Detection of nucleic acid acids is a standard method for determining coronavirus infection, although these methods have high specificity but low sensitivity with false negative rate, and are time-consuming [1]. Common treatments, including hydroxychloroquine are often symptomatic, although Remdesivir has recently been introduced as an antiviral drug for this purpose [9, 30]. Hydroxychloroquine, by accumulating in intracellular organs such as endosomes and lysosomes, increases their pH. It increases the pH to prevent endocytosis of the virus and its entry into the cytoplasm. With its immunomodulatory effect, this drug also prevents cytokine storms [7, 30, 31].
Some studies have suggested that the cause of death by COVID-19 infection is the activity of mycobacteria such as tuberculosis and Mycobacterium avium and the resulting pneumonia. For this reason, tuberculosis infection, whether active or latent, increases the severity and progression of the COVID-19. Therefore, patients who received the Bacillus Calmette–Guérin (BCG) vaccine before the disease are more resistant to COVID-19. The BCG vaccine stimulates the immune system response to a large number of antigens effective in incidence of infectious diseases. One of the involved mechanisms is the activation of heterologous lymphocytes, including Natural Killer (NK) and Natural Killer T (NKT) memory cells. The BCG vaccine also increases IL-1β production against viral infections by applying epigenetic changes [37-40].
Discussion
COVID-19 is a serious and dangerous infectious disease whose symptoms are similar to SARS including fever, cough and fatigue. The disease is mostly transmitted through respiratory droplets and close contact. It is a major threat to the health and safety of the world and must be prevented from spreading.
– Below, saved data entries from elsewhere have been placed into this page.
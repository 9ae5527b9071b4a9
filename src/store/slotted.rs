use std::sync::{Arc, RwLock};

use crate::store::listeners::{Listener, ListenerSet, Subscription};
use crate::store::value::{identical, Snapshot, Value};
use crate::store::ExternalStore;

struct SlotInner {
    slots: Vec<Value>,
    listeners: ListenerSet,
    snapshot: Snapshot,
}

/// The indexed store variant: an ordered sequence of slots addressed by
/// claim order, with equality-gated change notification.
///
/// Slots are claimed in call order and the sequence only grows; a claimed
/// index stays valid for the store's lifetime. Writing a value identical
/// to the current slot contents leaves the published [`Snapshot`]
/// untouched and notifies nobody; an effective write replaces the slot,
/// publishes a fresh snapshot (a shallow copy of the sequence), and
/// synchronously notifies every registered listener before returning.
///
/// Cloning a `SlotStore` clones a handle to the same store.
pub struct SlotStore {
    inner: Arc<RwLock<SlotInner>>,
}

impl SlotStore {
    /// Create a new, empty store.
    pub fn new() -> Self {
        Self {
            inner: Arc::new(RwLock::new(SlotInner {
                slots: Vec::new(),
                listeners: ListenerSet::new(),
                snapshot: Snapshot::empty(),
            })),
        }
    }

    /// The most recently published snapshot.
    ///
    /// O(1) and allocation-free; hosts may call this on every render
    /// attempt. The returned reference only changes when a slot did.
    pub fn snapshot(&self) -> Snapshot {
        self.inner.read().unwrap().snapshot.clone()
    }

    /// Claim the next slot, initializing it with `initial`.
    ///
    /// The claimed index equals the slot count at claim time. The
    /// snapshot is republished so the new slot is visible to the next
    /// read, but listeners are not notified: a claim is initialization,
    /// not a change.
    pub fn claim(&self, initial: Value) -> usize {
        let mut inner = self.inner.write().unwrap();
        let index = inner.slots.len();
        inner.slots.push(initial);
        inner.snapshot = Snapshot::publish(&inner.slots);
        tracing::trace!(index, "claimed slot");
        index
    }

    /// Replace the value at `index` and notify listeners.
    ///
    /// No-op when `next` is identical to the current value (same `Arc`
    /// or equal payload): unchanged values must not trigger a re-render.
    /// Writes past the end of the slot sequence are ignored.
    ///
    /// Fan-out runs outside the store lock over the listener set as it
    /// was at publish time, so listeners may subscribe, unsubscribe, or
    /// re-enter `write`. Nothing guards against notify storms from
    /// re-entrant writes.
    pub fn write(&self, index: usize, next: Value) {
        let fan_out = {
            let mut inner = self.inner.write().unwrap();
            match inner.slots.get(index) {
                None => {
                    tracing::warn!(
                        index,
                        slots = inner.slots.len(),
                        "write past end of slot sequence ignored"
                    );
                    return;
                }
                Some(current) if identical(current, &next) => return,
                Some(_) => {}
            }
            inner.slots[index] = next;
            inner.snapshot = Snapshot::publish(&inner.slots);
            tracing::trace!(index, "published snapshot");
            inner.listeners.collect()
        };
        for listener in fan_out {
            listener();
        }
    }

    /// Live read of the slot at `index`, bypassing the snapshot.
    ///
    /// This is what the updater form of a setter uses to see the current
    /// value at call time. Absent slots are `None`.
    pub fn value(&self, index: usize) -> Option<Value> {
        self.inner.read().unwrap().slots.get(index).cloned()
    }

    /// Number of claimed slots.
    pub fn slot_count(&self) -> usize {
        self.inner.read().unwrap().slots.len()
    }

    /// Register a change listener.
    ///
    /// The listener is never invoked from `subscribe` itself; it runs on
    /// every effective write until the returned guard removes it.
    /// Registering the same [`Listener`] twice stores it once.
    pub fn subscribe(&self, listener: Listener) -> Subscription {
        let key = self.inner.write().unwrap().listeners.insert(listener);
        let weak = Arc::downgrade(&self.inner);
        Subscription::new(move || {
            if let Some(inner) = weak.upgrade() {
                if let Ok(mut inner) = inner.write() {
                    inner.listeners.remove(key);
                }
            }
        })
    }

    /// Whether two handles refer to the same store.
    pub fn ptr_eq(&self, other: &Self) -> bool {
        Arc::ptr_eq(&self.inner, &other.inner)
    }
}

impl Default for SlotStore {
    fn default() -> Self {
        Self::new()
    }
}

impl Clone for SlotStore {
    fn clone(&self) -> Self {
        Self {
            inner: Arc::clone(&self.inner),
        }
    }
}

impl ExternalStore for SlotStore {
    type Snapshot = Snapshot;

    fn snapshot(&self) -> Snapshot {
        SlotStore::snapshot(self)
    }

    fn subscribe(&self, listener: Listener) -> Subscription {
        SlotStore::subscribe(self, listener)
    }

    fn snapshot_unchanged(prev: &Snapshot, next: &Snapshot) -> bool {
        prev.ptr_eq(next)
    }
}

#[cfg(test)]
mod tests {
    use super::*;
    use crate::store::listeners::listener;
    use crate::store::value::value;
    use std::sync::atomic::{AtomicUsize, Ordering};

    #[test]
    fn claim_assigns_sequential_indices() {
        let store = SlotStore::new();
        assert_eq!(store.claim(value(1i32)), 0);
        assert_eq!(store.claim(value(String::from("Hola"))), 1);
        assert_eq!(store.slot_count(), 2);

        let snapshot = store.snapshot();
        assert_eq!(snapshot.value_of::<i32>(0), Some(1));
        assert_eq!(snapshot.value_of::<String>(1), Some(String::from("Hola")));
    }

    #[test]
    fn claim_republishes_without_notifying() {
        let store = SlotStore::new();
        let calls = Arc::new(AtomicUsize::new(0));
        let calls_clone = calls.clone();
        let sub = store.subscribe(listener(move || {
            calls_clone.fetch_add(1, Ordering::SeqCst);
        }));

        let before = store.snapshot();
        store.claim(value(0i32));
        let after = store.snapshot();

        assert!(!before.ptr_eq(&after));
        assert_eq!(calls.load(Ordering::SeqCst), 0);
        drop(sub);
    }

    #[test]
    fn write_gates_on_identical_value() {
        let store = SlotStore::new();
        let index = store.claim(value(5i32));
        let calls = Arc::new(AtomicUsize::new(0));
        let calls_clone = calls.clone();
        let _sub = store.subscribe(listener(move || {
            calls_clone.fetch_add(1, Ordering::SeqCst);
        }));

        let before = store.snapshot();
        store.write(index, value(5i32));
        assert!(before.ptr_eq(&store.snapshot()));
        assert_eq!(calls.load(Ordering::SeqCst), 0);

        store.write(index, value(6i32));
        assert!(!before.ptr_eq(&store.snapshot()));
        assert_eq!(calls.load(Ordering::SeqCst), 1);
    }

    #[test]
    fn write_past_end_is_ignored() {
        let store = SlotStore::new();
        let before = store.snapshot();
        store.write(3, value(1i32));
        assert!(before.ptr_eq(&store.snapshot()));
        assert_eq!(store.slot_count(), 0);
    }

    #[test]
    fn unsubscribed_listener_is_silent() {
        let store = SlotStore::new();
        let index = store.claim(value(0i32));
        let calls = Arc::new(AtomicUsize::new(0));
        let calls_clone = calls.clone();
        let sub = store.subscribe(listener(move || {
            calls_clone.fetch_add(1, Ordering::SeqCst);
        }));

        store.write(index, value(1i32));
        assert_eq!(calls.load(Ordering::SeqCst), 1);

        sub.unsubscribe();
        store.write(index, value(2i32));
        assert_eq!(calls.load(Ordering::SeqCst), 1);
    }

    #[test]
    fn reentrant_write_from_listener_does_not_deadlock() {
        let store = SlotStore::new();
        let first = store.claim(value(0i32));
        let second = store.claim(value(0i32));

        let inner = store.clone();
        let _sub = store.subscribe(listener(move || {
            // One-shot cascade: writing an identical value is gated,
            // so the second fan-out never recurses further.
            inner.write(second, value(99i32));
        }));

        store.write(first, value(1i32));
        assert_eq!(store.snapshot().value_of::<i32>(second), Some(99));
    }
}
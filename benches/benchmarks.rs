use criterion::{criterion_group, criterion_main, BatchSize, BenchmarkId, Criterion};
use std::hint::black_box;

use pegboard::{listener, value, SlotAccessor, SlotStore};

fn snapshot_read_benchmark(c: &mut Criterion) {
    let store = SlotStore::new();
    for i in 0..16i64 {
        store.claim(value(i));
    }

    c.bench_function("snapshot_read", |b| {
        b.iter(|| {
            black_box(store.snapshot());
        });
    });
}

fn gated_write_benchmark(c: &mut Criterion) {
    let store = SlotStore::new();
    let index = store.claim(value(0i64));
    store.write(index, value(42i64));

    // Identical value every iteration: the gate short-circuits before
    // any snapshot is built.
    c.bench_function("gated_write", |b| {
        b.iter(|| {
            store.write(black_box(index), value(42i64));
        });
    });
}

fn effective_write_benchmark(c: &mut Criterion) {
    let store = SlotStore::new();
    let index = store.claim(value(0i64));

    c.bench_function("effective_write", |b| {
        let mut i = 0i64;
        b.iter(|| {
            store.write(index, value(black_box(i)));
            i += 1;
        });
    });
}

fn claim_benchmark(c: &mut Criterion) {
    c.bench_function("claim", |b| {
        b.iter_batched(
            SlotStore::new,
            |store| {
                black_box(store.claim(value(1i64)));
                store
            },
            BatchSize::SmallInput,
        );
    });
}

fn accessor_update_benchmark(c: &mut Criterion) {
    let store = SlotStore::new();
    let accessor = SlotAccessor::new(&store, 0i64);
    accessor.index();

    c.bench_function("accessor_update", |b| {
        b.iter(|| {
            accessor.update(|prev| prev + 1);
        });
    });
}

fn fan_out_benchmark(c: &mut Criterion) {
    let mut group = c.benchmark_group("fan_out");
    for listeners in [1usize, 8, 64] {
        group.bench_with_input(
            BenchmarkId::from_parameter(listeners),
            &listeners,
            |b, &listeners| {
                let store = SlotStore::new();
                let index = store.claim(value(0i64));
                let subs: Vec<_> = (0..listeners)
                    .map(|_| store.subscribe(listener(|| {})))
                    .collect();

                let mut i = 0i64;
                b.iter(|| {
                    store.write(index, value(black_box(i)));
                    i += 1;
                });
                drop(subs);
            },
        );
    }
    group.finish();
}

criterion_group!(
    benches,
    snapshot_read_benchmark,
    gated_write_benchmark,
    effective_write_benchmark,
    claim_benchmark,
    accessor_update_benchmark,
    fan_out_benchmark
);
criterion_main!(benches);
Since the exact mechanism of the disease by the virus is unknown and no specific drug or vaccine has been introduced for it, the most important thing to do now is to stop the transmission cycle [1، 9].
Ethical Considerations
Compliance with ethical guidelines
Ethical principles in writing this article have been observed in accordance with the guidelines of the National Ethics Committee and the Committee on Publication Ethics (COPE).
Funding
This research did not receive any specific grant from funding agencies in the public, commercial, or not-for-profit sectors
Authors' contributions
All authors met the writing standards based on the recommendations of the International Committee of Medical Journal Editors (ICMJE).
Conflicts of interest
The authors declare no conflict of interest.